Try it -> In the entries below, find each line with the word "MemoryConnector" and pull it out.

Saved entries:
########################################

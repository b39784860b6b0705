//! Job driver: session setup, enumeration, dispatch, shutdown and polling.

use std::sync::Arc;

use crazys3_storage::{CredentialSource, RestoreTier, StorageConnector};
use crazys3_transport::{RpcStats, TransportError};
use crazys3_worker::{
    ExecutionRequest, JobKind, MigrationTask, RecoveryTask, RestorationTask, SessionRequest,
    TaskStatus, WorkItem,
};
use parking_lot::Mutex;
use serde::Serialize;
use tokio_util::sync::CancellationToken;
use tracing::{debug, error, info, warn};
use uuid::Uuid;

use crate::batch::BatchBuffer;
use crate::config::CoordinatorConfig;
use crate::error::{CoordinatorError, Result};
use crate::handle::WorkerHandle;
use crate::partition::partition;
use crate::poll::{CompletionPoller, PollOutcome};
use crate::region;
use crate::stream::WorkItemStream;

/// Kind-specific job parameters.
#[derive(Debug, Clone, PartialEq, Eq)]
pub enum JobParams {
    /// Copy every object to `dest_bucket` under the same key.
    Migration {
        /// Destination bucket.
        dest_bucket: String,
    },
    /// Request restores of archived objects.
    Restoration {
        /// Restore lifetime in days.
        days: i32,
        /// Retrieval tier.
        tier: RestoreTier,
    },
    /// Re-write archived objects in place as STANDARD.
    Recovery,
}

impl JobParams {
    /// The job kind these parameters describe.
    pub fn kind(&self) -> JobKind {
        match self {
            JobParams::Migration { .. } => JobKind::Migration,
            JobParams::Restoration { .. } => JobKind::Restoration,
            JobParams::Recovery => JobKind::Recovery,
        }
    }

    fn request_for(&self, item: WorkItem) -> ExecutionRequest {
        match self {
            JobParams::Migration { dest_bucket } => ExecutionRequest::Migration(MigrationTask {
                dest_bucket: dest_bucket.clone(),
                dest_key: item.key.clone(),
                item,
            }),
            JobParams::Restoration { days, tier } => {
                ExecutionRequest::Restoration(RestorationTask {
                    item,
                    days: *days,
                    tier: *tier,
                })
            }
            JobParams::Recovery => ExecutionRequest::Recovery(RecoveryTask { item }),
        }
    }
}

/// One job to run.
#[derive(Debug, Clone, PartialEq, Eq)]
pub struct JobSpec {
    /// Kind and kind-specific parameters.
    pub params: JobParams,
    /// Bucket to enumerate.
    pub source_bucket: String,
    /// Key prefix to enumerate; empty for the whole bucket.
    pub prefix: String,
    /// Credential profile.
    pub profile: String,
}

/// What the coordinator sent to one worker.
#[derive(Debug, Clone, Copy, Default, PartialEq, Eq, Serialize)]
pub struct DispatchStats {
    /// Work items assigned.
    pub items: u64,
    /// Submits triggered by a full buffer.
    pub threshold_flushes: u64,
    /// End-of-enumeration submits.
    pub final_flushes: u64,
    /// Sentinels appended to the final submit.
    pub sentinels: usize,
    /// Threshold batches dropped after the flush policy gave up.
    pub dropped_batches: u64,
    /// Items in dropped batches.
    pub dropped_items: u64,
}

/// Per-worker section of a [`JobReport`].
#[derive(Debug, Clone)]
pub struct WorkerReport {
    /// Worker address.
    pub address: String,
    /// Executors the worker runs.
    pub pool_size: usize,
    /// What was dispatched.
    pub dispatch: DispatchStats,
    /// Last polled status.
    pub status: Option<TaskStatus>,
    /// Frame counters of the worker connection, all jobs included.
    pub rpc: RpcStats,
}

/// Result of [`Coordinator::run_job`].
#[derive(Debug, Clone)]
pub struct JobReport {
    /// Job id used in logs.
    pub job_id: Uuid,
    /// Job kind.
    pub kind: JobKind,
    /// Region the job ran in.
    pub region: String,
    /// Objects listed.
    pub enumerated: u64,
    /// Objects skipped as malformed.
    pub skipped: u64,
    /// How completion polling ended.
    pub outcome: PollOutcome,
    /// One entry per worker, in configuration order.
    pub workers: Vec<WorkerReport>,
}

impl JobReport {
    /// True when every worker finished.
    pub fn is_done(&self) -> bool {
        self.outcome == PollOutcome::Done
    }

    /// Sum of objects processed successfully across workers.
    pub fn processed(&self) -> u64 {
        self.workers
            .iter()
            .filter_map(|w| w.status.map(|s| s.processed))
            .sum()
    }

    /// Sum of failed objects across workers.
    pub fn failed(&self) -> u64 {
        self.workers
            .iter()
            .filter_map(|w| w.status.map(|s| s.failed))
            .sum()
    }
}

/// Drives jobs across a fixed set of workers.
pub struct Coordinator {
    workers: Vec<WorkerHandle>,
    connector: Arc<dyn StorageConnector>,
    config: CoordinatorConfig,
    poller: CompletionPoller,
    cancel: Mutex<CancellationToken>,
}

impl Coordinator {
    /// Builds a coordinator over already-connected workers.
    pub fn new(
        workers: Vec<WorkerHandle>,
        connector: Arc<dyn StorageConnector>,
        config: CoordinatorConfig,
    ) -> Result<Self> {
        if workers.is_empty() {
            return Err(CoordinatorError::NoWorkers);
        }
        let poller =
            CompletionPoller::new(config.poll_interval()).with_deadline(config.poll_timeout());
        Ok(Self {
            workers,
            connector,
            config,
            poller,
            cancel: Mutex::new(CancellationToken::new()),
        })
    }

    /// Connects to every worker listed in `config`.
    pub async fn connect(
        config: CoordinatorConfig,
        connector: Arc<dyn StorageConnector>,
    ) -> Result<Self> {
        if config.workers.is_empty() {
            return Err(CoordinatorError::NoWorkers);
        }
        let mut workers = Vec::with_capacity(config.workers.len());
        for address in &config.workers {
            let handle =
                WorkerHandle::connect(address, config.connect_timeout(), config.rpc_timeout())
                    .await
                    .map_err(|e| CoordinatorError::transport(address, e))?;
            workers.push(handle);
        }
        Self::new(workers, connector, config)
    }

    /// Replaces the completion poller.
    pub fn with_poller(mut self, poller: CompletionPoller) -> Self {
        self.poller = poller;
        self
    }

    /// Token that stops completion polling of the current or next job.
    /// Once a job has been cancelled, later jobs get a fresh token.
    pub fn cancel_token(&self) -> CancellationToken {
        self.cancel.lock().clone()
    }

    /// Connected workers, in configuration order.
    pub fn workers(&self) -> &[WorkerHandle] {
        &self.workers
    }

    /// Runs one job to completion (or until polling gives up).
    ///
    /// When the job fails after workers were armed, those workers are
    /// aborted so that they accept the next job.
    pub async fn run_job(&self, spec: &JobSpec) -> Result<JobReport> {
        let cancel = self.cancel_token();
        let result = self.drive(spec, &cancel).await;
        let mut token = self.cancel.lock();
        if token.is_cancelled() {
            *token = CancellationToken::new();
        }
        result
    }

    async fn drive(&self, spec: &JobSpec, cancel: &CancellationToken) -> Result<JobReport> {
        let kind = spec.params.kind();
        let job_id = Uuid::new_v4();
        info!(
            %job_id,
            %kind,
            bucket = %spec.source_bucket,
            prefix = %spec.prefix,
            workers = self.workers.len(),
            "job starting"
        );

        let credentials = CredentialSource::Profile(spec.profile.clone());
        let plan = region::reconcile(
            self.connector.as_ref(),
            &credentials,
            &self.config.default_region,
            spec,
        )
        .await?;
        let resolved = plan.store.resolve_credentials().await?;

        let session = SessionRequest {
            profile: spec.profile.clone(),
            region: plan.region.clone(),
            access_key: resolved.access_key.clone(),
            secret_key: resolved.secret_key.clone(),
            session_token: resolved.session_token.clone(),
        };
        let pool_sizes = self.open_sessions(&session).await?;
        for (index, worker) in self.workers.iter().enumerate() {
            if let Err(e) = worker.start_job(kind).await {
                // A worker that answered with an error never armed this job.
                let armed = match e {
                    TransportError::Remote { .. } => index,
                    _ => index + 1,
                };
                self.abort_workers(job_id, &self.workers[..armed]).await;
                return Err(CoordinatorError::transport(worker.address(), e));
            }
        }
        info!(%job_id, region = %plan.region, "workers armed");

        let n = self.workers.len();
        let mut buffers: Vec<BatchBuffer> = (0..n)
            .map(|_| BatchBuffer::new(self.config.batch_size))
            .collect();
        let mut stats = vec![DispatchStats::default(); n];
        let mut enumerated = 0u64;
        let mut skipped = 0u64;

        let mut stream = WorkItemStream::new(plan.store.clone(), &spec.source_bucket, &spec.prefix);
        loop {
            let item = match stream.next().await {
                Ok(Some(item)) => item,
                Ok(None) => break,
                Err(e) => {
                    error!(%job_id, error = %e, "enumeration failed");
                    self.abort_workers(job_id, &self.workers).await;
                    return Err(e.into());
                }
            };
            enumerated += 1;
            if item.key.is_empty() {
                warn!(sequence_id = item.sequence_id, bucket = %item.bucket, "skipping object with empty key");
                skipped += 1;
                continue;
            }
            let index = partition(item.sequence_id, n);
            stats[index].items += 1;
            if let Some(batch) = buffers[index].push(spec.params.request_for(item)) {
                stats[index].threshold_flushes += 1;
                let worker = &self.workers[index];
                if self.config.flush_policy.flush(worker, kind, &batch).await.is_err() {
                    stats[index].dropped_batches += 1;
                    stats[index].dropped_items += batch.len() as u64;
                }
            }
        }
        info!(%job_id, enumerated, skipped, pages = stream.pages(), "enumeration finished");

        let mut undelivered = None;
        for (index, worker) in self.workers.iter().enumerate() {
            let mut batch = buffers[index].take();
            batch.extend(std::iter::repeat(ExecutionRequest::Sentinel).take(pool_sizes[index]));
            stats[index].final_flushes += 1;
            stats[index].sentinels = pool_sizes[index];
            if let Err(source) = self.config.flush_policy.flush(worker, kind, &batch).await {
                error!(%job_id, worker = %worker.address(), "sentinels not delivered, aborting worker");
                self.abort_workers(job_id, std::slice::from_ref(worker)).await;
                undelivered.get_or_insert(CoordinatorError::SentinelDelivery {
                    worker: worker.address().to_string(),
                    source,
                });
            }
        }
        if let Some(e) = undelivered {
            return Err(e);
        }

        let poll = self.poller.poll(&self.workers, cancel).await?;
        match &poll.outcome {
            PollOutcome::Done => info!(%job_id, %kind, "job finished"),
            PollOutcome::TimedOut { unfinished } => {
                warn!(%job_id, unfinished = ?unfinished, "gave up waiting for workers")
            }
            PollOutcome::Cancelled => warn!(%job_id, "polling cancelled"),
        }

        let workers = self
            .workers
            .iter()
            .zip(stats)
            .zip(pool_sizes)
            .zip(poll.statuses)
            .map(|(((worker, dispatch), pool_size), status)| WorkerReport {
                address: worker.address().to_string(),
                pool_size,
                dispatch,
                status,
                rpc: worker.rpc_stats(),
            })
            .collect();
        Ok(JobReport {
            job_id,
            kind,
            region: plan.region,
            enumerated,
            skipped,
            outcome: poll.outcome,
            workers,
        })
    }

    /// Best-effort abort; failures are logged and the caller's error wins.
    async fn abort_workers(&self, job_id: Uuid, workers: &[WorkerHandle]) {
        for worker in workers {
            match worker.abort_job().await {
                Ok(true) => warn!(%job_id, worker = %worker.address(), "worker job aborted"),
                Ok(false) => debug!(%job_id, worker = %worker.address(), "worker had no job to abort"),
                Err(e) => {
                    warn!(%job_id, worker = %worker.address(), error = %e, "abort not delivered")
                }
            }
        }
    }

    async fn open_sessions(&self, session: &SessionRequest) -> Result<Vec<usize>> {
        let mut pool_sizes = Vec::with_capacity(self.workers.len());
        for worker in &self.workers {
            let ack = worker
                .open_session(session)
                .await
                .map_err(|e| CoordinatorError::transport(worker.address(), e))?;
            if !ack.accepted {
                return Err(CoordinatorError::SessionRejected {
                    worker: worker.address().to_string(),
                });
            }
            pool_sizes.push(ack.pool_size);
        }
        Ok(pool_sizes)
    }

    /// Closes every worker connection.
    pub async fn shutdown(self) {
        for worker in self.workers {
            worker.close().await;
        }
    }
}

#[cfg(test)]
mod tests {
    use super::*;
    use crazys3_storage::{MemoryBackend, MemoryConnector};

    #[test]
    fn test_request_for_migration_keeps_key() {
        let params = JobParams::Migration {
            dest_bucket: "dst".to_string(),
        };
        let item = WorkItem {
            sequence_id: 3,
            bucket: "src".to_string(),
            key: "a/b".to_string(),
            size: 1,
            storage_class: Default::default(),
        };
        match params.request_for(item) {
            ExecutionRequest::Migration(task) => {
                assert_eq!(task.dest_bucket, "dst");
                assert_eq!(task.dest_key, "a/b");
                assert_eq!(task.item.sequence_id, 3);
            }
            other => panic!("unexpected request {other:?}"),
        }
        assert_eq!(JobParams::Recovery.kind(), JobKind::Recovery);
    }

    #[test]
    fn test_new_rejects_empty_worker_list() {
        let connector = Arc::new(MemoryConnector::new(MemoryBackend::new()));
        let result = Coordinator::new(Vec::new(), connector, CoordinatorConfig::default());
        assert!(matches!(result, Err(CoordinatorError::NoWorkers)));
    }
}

########################################

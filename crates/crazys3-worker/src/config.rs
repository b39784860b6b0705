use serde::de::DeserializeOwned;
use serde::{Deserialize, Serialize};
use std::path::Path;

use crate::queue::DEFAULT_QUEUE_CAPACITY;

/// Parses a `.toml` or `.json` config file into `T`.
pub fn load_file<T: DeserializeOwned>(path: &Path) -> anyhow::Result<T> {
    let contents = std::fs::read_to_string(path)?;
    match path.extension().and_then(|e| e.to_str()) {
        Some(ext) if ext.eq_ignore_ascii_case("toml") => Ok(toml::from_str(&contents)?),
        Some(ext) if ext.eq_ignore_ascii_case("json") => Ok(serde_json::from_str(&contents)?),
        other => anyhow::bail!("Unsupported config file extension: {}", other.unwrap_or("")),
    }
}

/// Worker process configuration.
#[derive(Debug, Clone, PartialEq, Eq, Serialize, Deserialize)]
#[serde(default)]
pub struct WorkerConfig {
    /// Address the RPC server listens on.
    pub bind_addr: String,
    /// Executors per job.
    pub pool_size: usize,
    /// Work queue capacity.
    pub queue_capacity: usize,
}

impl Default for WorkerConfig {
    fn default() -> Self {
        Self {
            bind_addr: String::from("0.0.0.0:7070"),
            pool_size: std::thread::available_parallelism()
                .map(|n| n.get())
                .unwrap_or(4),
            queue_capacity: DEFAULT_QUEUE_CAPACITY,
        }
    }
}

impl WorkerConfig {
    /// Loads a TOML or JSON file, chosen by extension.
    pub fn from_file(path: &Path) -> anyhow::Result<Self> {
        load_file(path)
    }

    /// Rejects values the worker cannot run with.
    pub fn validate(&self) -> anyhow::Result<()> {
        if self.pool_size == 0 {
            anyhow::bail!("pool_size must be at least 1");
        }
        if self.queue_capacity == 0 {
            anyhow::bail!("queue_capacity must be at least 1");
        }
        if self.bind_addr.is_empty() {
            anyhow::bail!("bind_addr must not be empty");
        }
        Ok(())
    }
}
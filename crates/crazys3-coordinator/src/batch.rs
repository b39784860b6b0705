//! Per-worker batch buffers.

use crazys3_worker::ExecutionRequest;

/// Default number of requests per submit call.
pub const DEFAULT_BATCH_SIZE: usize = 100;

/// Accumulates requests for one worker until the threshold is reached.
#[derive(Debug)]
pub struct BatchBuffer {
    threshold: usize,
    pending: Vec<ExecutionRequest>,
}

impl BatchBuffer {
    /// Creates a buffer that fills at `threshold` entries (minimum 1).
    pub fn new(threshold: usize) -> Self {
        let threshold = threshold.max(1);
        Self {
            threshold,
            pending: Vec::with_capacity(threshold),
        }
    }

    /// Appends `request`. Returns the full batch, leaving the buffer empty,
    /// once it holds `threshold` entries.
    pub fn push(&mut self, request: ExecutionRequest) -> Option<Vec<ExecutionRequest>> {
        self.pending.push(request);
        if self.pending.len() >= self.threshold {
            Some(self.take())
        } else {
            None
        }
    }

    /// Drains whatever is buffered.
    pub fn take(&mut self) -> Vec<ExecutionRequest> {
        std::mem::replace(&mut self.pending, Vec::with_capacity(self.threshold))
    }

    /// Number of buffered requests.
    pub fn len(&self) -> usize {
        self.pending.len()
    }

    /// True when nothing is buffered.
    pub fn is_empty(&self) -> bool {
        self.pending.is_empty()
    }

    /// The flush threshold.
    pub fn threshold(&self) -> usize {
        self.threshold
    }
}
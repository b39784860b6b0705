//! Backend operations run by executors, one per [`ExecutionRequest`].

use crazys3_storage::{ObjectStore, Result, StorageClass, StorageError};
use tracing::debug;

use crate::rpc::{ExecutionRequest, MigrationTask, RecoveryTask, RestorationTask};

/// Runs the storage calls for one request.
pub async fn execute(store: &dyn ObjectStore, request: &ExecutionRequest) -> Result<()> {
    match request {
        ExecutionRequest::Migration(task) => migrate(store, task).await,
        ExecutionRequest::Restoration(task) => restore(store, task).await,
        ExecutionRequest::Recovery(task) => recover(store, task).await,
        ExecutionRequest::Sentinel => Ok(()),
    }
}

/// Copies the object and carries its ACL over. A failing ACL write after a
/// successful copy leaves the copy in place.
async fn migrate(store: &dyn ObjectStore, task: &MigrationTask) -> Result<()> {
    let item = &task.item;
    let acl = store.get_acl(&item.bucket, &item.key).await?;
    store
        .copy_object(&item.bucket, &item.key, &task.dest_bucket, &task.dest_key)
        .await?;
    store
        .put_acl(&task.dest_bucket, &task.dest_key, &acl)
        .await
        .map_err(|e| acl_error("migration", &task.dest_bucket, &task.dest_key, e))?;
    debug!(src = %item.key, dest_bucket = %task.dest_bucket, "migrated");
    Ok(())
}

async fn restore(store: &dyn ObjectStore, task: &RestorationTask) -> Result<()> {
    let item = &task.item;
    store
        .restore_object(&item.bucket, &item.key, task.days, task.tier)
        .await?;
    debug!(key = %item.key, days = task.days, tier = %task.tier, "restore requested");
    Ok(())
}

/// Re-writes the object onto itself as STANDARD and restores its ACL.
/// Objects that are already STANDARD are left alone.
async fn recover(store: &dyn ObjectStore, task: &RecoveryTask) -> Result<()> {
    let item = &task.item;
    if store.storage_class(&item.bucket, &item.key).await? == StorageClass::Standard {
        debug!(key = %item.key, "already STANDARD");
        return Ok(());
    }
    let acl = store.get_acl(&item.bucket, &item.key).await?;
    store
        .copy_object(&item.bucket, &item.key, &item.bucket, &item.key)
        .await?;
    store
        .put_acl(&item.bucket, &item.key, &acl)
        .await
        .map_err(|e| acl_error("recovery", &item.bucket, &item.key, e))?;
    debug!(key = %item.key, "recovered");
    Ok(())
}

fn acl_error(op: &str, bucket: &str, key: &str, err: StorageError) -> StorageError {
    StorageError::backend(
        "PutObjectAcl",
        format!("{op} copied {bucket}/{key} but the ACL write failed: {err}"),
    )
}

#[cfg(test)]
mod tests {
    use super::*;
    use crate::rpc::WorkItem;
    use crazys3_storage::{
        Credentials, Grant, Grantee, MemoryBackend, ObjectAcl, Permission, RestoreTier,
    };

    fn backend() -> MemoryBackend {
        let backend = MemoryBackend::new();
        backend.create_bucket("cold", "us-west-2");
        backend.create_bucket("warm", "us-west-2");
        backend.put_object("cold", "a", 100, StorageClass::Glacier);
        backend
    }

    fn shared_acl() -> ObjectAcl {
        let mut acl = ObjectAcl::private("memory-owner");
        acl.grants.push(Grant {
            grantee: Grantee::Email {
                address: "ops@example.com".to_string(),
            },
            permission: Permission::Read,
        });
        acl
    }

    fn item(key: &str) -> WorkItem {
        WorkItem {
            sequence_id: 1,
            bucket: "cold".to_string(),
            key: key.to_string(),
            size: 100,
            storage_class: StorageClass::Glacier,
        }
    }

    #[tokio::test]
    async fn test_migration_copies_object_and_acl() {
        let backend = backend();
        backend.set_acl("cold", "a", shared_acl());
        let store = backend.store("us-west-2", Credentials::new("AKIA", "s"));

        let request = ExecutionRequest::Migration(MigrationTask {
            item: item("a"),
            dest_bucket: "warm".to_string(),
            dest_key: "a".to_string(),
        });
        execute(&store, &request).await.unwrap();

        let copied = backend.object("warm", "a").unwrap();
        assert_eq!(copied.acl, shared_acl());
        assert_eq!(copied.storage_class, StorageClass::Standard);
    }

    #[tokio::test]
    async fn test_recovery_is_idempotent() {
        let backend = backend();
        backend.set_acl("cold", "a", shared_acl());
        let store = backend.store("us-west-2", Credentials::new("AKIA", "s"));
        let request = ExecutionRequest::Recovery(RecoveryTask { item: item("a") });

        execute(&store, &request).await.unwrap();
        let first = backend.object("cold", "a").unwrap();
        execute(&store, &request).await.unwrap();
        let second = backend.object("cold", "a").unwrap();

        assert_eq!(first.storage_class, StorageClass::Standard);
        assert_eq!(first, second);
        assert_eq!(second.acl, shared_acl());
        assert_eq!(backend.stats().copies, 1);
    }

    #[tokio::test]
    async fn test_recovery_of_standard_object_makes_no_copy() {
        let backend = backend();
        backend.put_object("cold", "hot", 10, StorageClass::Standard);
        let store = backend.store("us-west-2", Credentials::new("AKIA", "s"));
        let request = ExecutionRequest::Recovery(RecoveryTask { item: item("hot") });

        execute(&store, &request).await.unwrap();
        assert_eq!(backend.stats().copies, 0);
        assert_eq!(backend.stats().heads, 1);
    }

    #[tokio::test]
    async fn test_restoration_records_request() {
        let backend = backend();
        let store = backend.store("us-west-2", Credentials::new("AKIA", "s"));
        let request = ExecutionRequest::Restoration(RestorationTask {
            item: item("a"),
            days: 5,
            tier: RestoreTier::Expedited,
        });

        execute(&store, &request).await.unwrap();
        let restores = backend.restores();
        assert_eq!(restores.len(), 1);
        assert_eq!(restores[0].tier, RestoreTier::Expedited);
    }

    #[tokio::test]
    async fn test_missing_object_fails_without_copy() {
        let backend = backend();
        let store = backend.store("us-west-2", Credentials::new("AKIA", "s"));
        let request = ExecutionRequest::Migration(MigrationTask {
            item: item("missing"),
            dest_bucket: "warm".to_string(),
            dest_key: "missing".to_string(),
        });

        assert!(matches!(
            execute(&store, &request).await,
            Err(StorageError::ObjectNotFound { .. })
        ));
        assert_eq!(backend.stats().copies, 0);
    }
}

########################################

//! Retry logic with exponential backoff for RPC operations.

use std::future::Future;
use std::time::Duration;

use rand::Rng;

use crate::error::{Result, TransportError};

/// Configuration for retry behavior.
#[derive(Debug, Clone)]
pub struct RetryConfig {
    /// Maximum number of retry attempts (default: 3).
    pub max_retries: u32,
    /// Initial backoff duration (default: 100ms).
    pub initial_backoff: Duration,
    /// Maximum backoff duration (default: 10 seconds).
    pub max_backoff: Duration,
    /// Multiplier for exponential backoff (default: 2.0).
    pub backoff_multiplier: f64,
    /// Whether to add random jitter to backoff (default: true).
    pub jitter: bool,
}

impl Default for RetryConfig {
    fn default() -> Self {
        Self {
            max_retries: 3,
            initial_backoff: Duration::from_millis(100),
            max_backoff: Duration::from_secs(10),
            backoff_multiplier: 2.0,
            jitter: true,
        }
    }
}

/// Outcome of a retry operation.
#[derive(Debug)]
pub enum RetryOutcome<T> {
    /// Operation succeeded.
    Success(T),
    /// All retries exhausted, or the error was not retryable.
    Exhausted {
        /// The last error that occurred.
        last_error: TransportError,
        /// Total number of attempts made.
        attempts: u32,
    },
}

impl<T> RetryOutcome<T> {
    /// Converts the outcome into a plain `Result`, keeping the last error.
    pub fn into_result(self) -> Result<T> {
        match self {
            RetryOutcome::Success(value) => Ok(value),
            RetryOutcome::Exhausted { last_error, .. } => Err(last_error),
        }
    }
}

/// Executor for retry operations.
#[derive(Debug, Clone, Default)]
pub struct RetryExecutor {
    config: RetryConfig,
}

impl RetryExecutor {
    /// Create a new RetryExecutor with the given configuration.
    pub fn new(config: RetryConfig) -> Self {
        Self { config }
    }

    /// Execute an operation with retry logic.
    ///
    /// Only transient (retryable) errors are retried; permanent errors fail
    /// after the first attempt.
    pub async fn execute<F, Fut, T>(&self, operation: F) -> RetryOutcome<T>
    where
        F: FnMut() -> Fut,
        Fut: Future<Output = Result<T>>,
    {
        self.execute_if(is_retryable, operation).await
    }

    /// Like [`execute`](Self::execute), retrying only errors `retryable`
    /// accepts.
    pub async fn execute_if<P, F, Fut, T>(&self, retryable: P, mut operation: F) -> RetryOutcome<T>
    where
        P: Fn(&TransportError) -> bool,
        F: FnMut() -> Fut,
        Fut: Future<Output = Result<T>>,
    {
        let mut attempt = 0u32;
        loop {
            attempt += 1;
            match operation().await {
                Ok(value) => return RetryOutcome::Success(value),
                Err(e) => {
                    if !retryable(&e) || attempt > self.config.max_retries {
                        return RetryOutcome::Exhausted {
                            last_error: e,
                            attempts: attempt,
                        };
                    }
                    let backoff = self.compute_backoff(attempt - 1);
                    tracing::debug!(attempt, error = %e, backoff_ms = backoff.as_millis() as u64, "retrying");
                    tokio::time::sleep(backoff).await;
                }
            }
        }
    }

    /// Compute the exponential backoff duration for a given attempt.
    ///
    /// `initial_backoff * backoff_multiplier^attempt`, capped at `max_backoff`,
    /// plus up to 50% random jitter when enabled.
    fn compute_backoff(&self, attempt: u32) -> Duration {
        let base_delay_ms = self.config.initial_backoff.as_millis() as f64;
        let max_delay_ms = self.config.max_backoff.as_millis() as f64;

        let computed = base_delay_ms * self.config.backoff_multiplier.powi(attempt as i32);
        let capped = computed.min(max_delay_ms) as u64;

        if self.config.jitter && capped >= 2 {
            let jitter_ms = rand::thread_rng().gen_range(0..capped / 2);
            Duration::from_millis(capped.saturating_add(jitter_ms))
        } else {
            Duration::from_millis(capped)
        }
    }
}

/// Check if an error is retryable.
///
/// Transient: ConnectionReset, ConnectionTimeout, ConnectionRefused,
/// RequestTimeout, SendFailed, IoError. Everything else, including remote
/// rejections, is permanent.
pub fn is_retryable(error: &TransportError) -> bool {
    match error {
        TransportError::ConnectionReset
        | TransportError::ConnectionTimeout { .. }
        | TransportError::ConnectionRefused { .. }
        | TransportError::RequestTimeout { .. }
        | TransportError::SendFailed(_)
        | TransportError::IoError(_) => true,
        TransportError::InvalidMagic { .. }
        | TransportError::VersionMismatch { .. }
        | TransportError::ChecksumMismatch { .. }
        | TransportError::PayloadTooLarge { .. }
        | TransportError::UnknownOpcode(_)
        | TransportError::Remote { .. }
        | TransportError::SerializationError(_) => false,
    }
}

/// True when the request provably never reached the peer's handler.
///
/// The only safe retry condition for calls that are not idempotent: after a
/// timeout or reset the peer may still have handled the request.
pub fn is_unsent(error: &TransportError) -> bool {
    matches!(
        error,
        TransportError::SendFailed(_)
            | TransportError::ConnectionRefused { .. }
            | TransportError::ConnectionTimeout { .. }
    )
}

########################################

Task output ->
    use crazys3_storage::{MemoryBackend, MemoryConnector};
        let connector = Arc::new(MemoryConnector::new(MemoryBackend::new()));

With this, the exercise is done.